FUNERAL ETIQUETTES
Funeral etiquette is a set of etiquette guidelines which pertains specifically to funerals and other burial rituals. It is important to remember that funeral etiquette varies between cultures and religions, and no set of rules can govern how to behave at every single funeral around the world. For people who are attending a funeral for someone who comes from a different cultural or religious background, it is appropriate to ask for advice about how to behave from someone who is knowledgeable.

  • Arrive on time. Being late shows your lack of respect and selfishness. Arrive no closer than 10 to 8 minutes ahead of the appointed time.  If you do arrive late, be quiet in all you do.  Do not hold conversations with other guests.  Respectfully wait until an appropriate break in the service to enter the room to take a seat.
  • Turn off your cell phone. Make it a habit to check and turn your cell phone to silent, vibrate mode, or off before entering any funeral service, meeting, restaurant, theatre, or event.
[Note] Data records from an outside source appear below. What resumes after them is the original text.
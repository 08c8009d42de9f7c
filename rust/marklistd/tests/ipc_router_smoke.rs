use serde_json::json;
use std::io::{BufRead, BufReader, Write};
use std::path::PathBuf;
use std::process::{Child, ChildStdin, ChildStdout, Command, Stdio};
use std::time::{SystemTime, UNIX_EPOCH};

fn temp_dir(prefix: &str) -> PathBuf {
    let p = std::env::temp_dir().join(format!(
        "{}-{}",
        prefix,
        SystemTime::now()
            .duration_since(UNIX_EPOCH)
            .expect("clock")
            .as_nanos()
    ));
    std::fs::create_dir_all(&p).expect("create temp dir");
    p
}

fn spawn_sidecar() -> (Child, ChildStdin, BufReader<ChildStdout>) {
    let exe = env!("CARGO_BIN_EXE_marklistd");
    let mut child = Command::new(exe)
        .stdin(Stdio::piped())
        .stdout(Stdio::piped())
        .stderr(Stdio::null())
        .spawn()
        .expect("spawn marklistd");
    let stdin = child.stdin.take().expect("child stdin");
    let stdout = child.stdout.take().expect("child stdout");
    (child, stdin, BufReader::new(stdout))
}

fn request(
    stdin: &mut ChildStdin,
    reader: &mut BufReader<ChildStdout>,
    id: &str,
    method: &str,
    params: serde_json::Value,
) -> serde_json::Value {
    let payload = json!({
        "id": id,
        "method": method,
        "params": params,
    });
    writeln!(stdin, "{}", payload).expect("write request");
    stdin.flush().expect("flush request");

    let mut line = String::new();
    reader.read_line(&mut line).expect("read response line");
    let value: serde_json::Value = serde_json::from_str(line.trim()).expect("parse response json");
    assert_eq!(value.get("id").and_then(|v| v.as_str()), Some(id));
    value
}

fn request_ok(
    stdin: &mut ChildStdin,
    reader: &mut BufReader<ChildStdout>,
    id: &str,
    method: &str,
    params: serde_json::Value,
) -> serde_json::Value {
    let value = request(stdin, reader, id, method, params);
    assert!(
        value.get("ok").and_then(|v| v.as_bool()).unwrap_or(false),
        "{} failed: {}",
        method,
        value
    );
    value.get("result").cloned().unwrap_or_else(|| json!({}))
}

#[test]
fn router_dispatch_smoke_covers_handler_families() {
    let workspace = temp_dir("marklist-router-smoke");
    let (mut child, mut stdin, mut reader) = spawn_sidecar();

    let health = request_ok(&mut stdin, &mut reader, "1", "health", json!({}));
    assert!(health.get("workspacePath").expect("field").is_null());
    request_ok(
        &mut stdin,
        &mut reader,
        "2",
        "workspace.select",
        json!({ "path": workspace.to_string_lossy() }),
    );
    let subjects = request_ok(&mut stdin, &mut reader, "3", "subjects.get", json!({}));
    assert_eq!(
        subjects.get("subjects").and_then(|v| v.as_array()).map(|v| v.len()),
        Some(9)
    );
    let upper = request_ok(
        &mut stdin,
        &mut reader,
        "4",
        "subjects.set",
        json!({ "preset": "upper" }),
    );
    assert_eq!(
        upper.get("subjects").and_then(|v| v.as_array()).map(|v| v.len()),
        Some(8)
    );

    request_ok(
        &mut stdin,
        &mut reader,
        "5",
        "classes.create",
        json!({ "name": "8_north", "grade": 8, "streamLabel": "North" }),
    );
    request_ok(&mut stdin, &mut reader, "6", "classes.list", json!({}));
    let stream = request_ok(
        &mut stdin,
        &mut reader,
        "7",
        "classes.stream",
        json!({ "grade": 8 }),
    );
    assert_eq!(stream.get("key").and_then(|v| v.as_str()), Some("stream:8"));

    let created = request_ok(
        &mut stdin,
        &mut reader,
        "8",
        "students.create",
        json!({ "name": "Kamau", "class": "8_north", "admissionNo": "A-100" }),
    );
    let student_id = created
        .get("studentId")
        .and_then(|v| v.as_i64())
        .expect("studentId");
    request_ok(
        &mut stdin,
        &mut reader,
        "9",
        "students.update",
        json!({ "studentId": student_id, "patch": { "name": "Kamau J." } }),
    );
    let listed = request_ok(
        &mut stdin,
        &mut reader,
        "10",
        "students.list",
        json!({ "class": "8_north" }),
    );
    assert_eq!(
        listed.pointer("/students/0/name").and_then(|v| v.as_str()),
        Some("Kamau J.")
    );

    let exam = request_ok(
        &mut stdin,
        &mut reader,
        "11",
        "exams.create",
        json!({ "examName": "Term 2 Opener", "examType": "opener", "term": 2 }),
    );
    assert_eq!(exam.get("examType").and_then(|v| v.as_str()), Some("Opener"));
    request_ok(&mut stdin, &mut reader, "12", "exams.list", json!({}));
    request_ok(&mut stdin, &mut reader, "13", "exams.get", json!({ "examId": 1 }));
    request_ok(
        &mut stdin,
        &mut reader,
        "14",
        "results.enter",
        json!({ "examId": 1, "entries": [{ "studentId": student_id, "marks": { "english": 66 } }] }),
    );
    request_ok(
        &mut stdin,
        &mut reader,
        "15",
        "boundaries.list",
        json!({ "kind": "subject" }),
    );
    request_ok(
        &mut stdin,
        &mut reader,
        "16",
        "marklist.generate",
        json!({ "examId": 1, "class": "8_north" }),
    );
    request_ok(
        &mut stdin,
        &mut reader,
        "17",
        "meanScores.get",
        json!({ "examId": 1, "class": "8_north" }),
    );
    request_ok(
        &mut stdin,
        &mut reader,
        "18",
        "reports.smsMessages",
        json!({ "examId": 1, "class": "8_north" }),
    );

    let _ = child.kill();
}

/// Two 7_east students with english/mathematics only; returns their ids.
fn seed_reports(
    stdin: &mut ChildStdin,
    reader: &mut BufReader<ChildStdout>,
    workspace: &std::path::Path,
) -> (i64, i64) {
    request_ok(
        stdin,
        reader,
        "r1",
        "workspace.select",
        json!({ "path": workspace.to_string_lossy() }),
    );
    request_ok(
        stdin,
        reader,
        "r2",
        "subjects.set",
        json!({ "subjects": [
            { "code": "english", "name": "English" },
            { "code": "mathematics", "name": "Mathematics" }
        ] }),
    );
    request_ok(
        stdin,
        reader,
        "r3",
        "boundaries.replace",
        json!({
            "kind": "subject",
            "boundaries": [
                { "minMarks": 0, "maxMarks": 49, "pl": "Below Expectation", "ab": "BE" },
                { "minMarks": 50, "maxMarks": 100, "pl": "Meeting Expectation", "ab": "ME" }
            ]
        }),
    );
    request_ok(
        stdin,
        reader,
        "r4",
        "classes.create",
        json!({ "name": "7_east", "grade": 7 }),
    );
    let mut ids = Vec::new();
    for name in ["Achieng", "Baraka"] {
        let created = request_ok(
            stdin,
            reader,
            "r5",
            "students.create",
            json!({ "name": name, "class": "7_east" }),
        );
        ids.push(
            created
                .get("studentId")
                .and_then(|v| v.as_i64())
                .expect("studentId"),
        );
    }
    request_ok(
        stdin,
        reader,
        "r6",
        "exams.create",
        json!({ "examName": "Term 1 Final", "examType": "End-Term", "term": 1 }),
    );
    request_ok(
        stdin,
        reader,
        "r7",
        "results.enter",
        json!({ "examId": 1, "entries": [
            { "studentId": ids[0], "marks": { "english": 70, "mathematics": 70 } },
            { "studentId": ids[1], "marks": { "english": 60, "mathematics": null } }
        ] }),
    );
    (ids[0], ids[1])
}

#[test]
fn report_card_and_sms_follow_class_mark_list() {
    let workspace = temp_dir("marklist-reports");
    let (mut child, mut stdin, mut reader) = spawn_sidecar();
    let (_, baraka) = seed_reports(&mut stdin, &mut reader, &workspace);

    let card = request_ok(
        &mut stdin,
        &mut reader,
        "1",
        "reports.studentCard",
        json!({ "examId": 1, "studentId": baraka }),
    );
    assert_eq!(card.get("position").and_then(|v| v.as_i64()), Some(2));
    assert_eq!(card.get("classSize").and_then(|v| v.as_i64()), Some(2));
    assert_eq!(card.get("totalMarks").and_then(|v| v.as_i64()), Some(60));
    assert_eq!(
        card.pointer("/lines/0/classMean").and_then(|v| v.as_f64()),
        Some(65.0)
    );
    assert!(card.pointer("/lines/1/mark").expect("mark").is_null());
    assert_eq!(
        card.pointer("/lines/1/level").and_then(|v| v.as_str()),
        Some("-")
    );

    let sms = request_ok(
        &mut stdin,
        &mut reader,
        "2",
        "reports.smsMessages",
        json!({ "examId": 1, "class": "7_east" }),
    );
    let texts: Vec<&str> = sms
        .get("messages")
        .and_then(|v| v.as_array())
        .expect("messages")
        .iter()
        .filter_map(|m| m.get("text").and_then(|v| v.as_str()))
        .collect();
    assert_eq!(texts.len(), 2);
    assert!(texts[1].starts_with("Baraka: Term 1 Final (End-Term) ENGLISH 60, MATHEMATICS -"));
    assert!(texts[1].ends_with("Pos 2/2"));

    let missing = request(
        &mut stdin,
        &mut reader,
        "3",
        "reports.studentCard",
        json!({ "examId": 1, "studentId": 999 }),
    );
    assert_eq!(
        missing.pointer("/error/code").and_then(|v| v.as_str()),
        Some("not_found")
    );

    let _ = child.kill();
}

#[test]
fn mark_list_csv_export_writes_ranked_rows() {
    let workspace = temp_dir("marklist-csv");
    let out = workspace.join("exports/7_east.csv");
    let (mut child, mut stdin, mut reader) = spawn_sidecar();
    seed_reports(&mut stdin, &mut reader, &workspace);

    let res = request_ok(
        &mut stdin,
        &mut reader,
        "1",
        "exchange.exportMarkListCsv",
        json!({ "examId": 1, "class": "7_east", "outPath": out.to_string_lossy() }),
    );
    assert_eq!(res.get("rowsExported").and_then(|v| v.as_i64()), Some(2));

    let text = std::fs::read_to_string(&out).expect("read csv");
    let lines: Vec<&str> = text.lines().collect();
    assert_eq!(
        lines[0],
        "student_id,name,class,english,mathematics,total_marks,position,PL_total"
    );
    assert!(lines[1].contains(",Achieng,7_east,70,70,140,1,"));
    assert!(lines[2].contains(",Baraka,7_east,60,,60,2,"));
    assert!(lines[3].starts_with(",MEAN,,65,70,100,"));

    let _ = child.kill();
}

#[test]
fn backup_bundle_round_trip_restores_workspace() {
    let workspace = temp_dir("marklist-backup");
    let bundle = workspace.join("backups/term1.zip");
    let (mut child, mut stdin, mut reader) = spawn_sidecar();
    seed_reports(&mut stdin, &mut reader, &workspace);

    let exported = request_ok(
        &mut stdin,
        &mut reader,
        "1",
        "backup.exportWorkspaceBundle",
        json!({ "outPath": bundle.to_string_lossy() }),
    );
    assert_eq!(
        exported.get("bundleFormat").and_then(|v| v.as_str()),
        Some("marklist-workspace-v1")
    );
    assert_eq!(exported.get("entryCount").and_then(|v| v.as_i64()), Some(2));

    // Diverge after the export; the import must bring the old state back.
    request_ok(
        &mut stdin,
        &mut reader,
        "2",
        "classes.create",
        json!({ "name": "7_west", "grade": 7 }),
    );
    let imported = request_ok(
        &mut stdin,
        &mut reader,
        "3",
        "backup.importWorkspaceBundle",
        json!({ "inPath": bundle.to_string_lossy() }),
    );
    assert_eq!(
        imported.get("dbSha256").and_then(|v| v.as_str()),
        exported.get("dbSha256").and_then(|v| v.as_str())
    );

    let classes = request_ok(&mut stdin, &mut reader, "4", "classes.list", json!({}));
    let names: Vec<&str> = classes
        .get("classes")
        .and_then(|v| v.as_array())
        .expect("classes")
        .iter()
        .filter_map(|c| c.get("name").and_then(|v| v.as_str()))
        .collect();
    assert_eq!(names, vec!["7_east"]);

    let missing = request(
        &mut stdin,
        &mut reader,
        "5",
        "backup.importWorkspaceBundle",
        json!({ "inPath": workspace.join("nope.zip").to_string_lossy() }),
    );
    assert_eq!(
        missing.pointer("/error/code").and_then(|v| v.as_str()),
        Some("not_found")
    );

    let _ = child.kill();
}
  • Wear proper attire which means subdued, conservative clothing that is respectful to the event. Colors to avoid include red, orange, and yellow and anything that has bright and cheery flowers or other bold and loud patterns. Wear clean, neat, well-pressed clothes. The key here is to have at least one good set of clothes for occasions like these. Never wear the same old wrinkled shirt, blue jeans, flip-flops, sandals, or sneakers.
  • Send a message of sympathy. It is often awkward to know what to say to a parent, spouse, or other immediate family member when someone passes away. It's always nice to send a message of sympathy, whether by email, fax, or by regular mail. It shows you care and are sympathetic. Unless you are part of the family and are extremely close, do not call them... especially between the death of their loved one and any service or event being planned. It is an extremely stressful period. Emails and messages sent by regular mail are less intrusive. When expressing your feelings, be genuine with your words. Do not sound like you are using "canned" phrases copied from a commercially printed sympathy card. Among the phrases not to use are:-
  1. It's awful, but when your time is up, it's up
  2. I know how you feel
  3. Be sure to stay busy, they say it is the best way through this
  4. At least he went peacefully
  5. Know that he's in a better place now
  6. You must stay strong through this
  7. This was probably a blessing in disguise rather than to continue suffering
  8. At least he is no longer in pain
  9. It's truly sad he died so young
  10. Only the good die young
       
  • If you choose to bring young children to a funeral, brief them ahead of time about the importance of what they are attending.  Set aside practice time to learn how to whisper and sit quietly for long periods of time---to demonstrate they are worthy to attend this important event.  Bottom-line is if your child is unable to whisper or sit quietly for 30+minutes at home, it may be best to hire a babysitter for a few hours, rather than cause disturbances at the event.
  • As far as possible, avoid taking children to funerals. Not only because children being children will not understand the seriousness of the situation and will run around playing and demanding everyone's attention but also for psychological reasons. Seeing death at a young impressionable age can adversely affect a child. This may not only give rise to several questions in a child's curious mind but make him scared too. So it is better to leave children at home. If the tragedy has occurred in your own house, leave the kids either with one of your relatives or with neighbours where they can be looked after properly, fed on time and kept away from the mourning atmosphere. However, do explain to your child what death is and explain that aunty or uncle has gone away forever or has been called by God.
  • In the weeks after the funeral, check on the immediate family members to see if there's anything they need. Chances are, they're doing just fine but knowing you're there for them will mean a lot.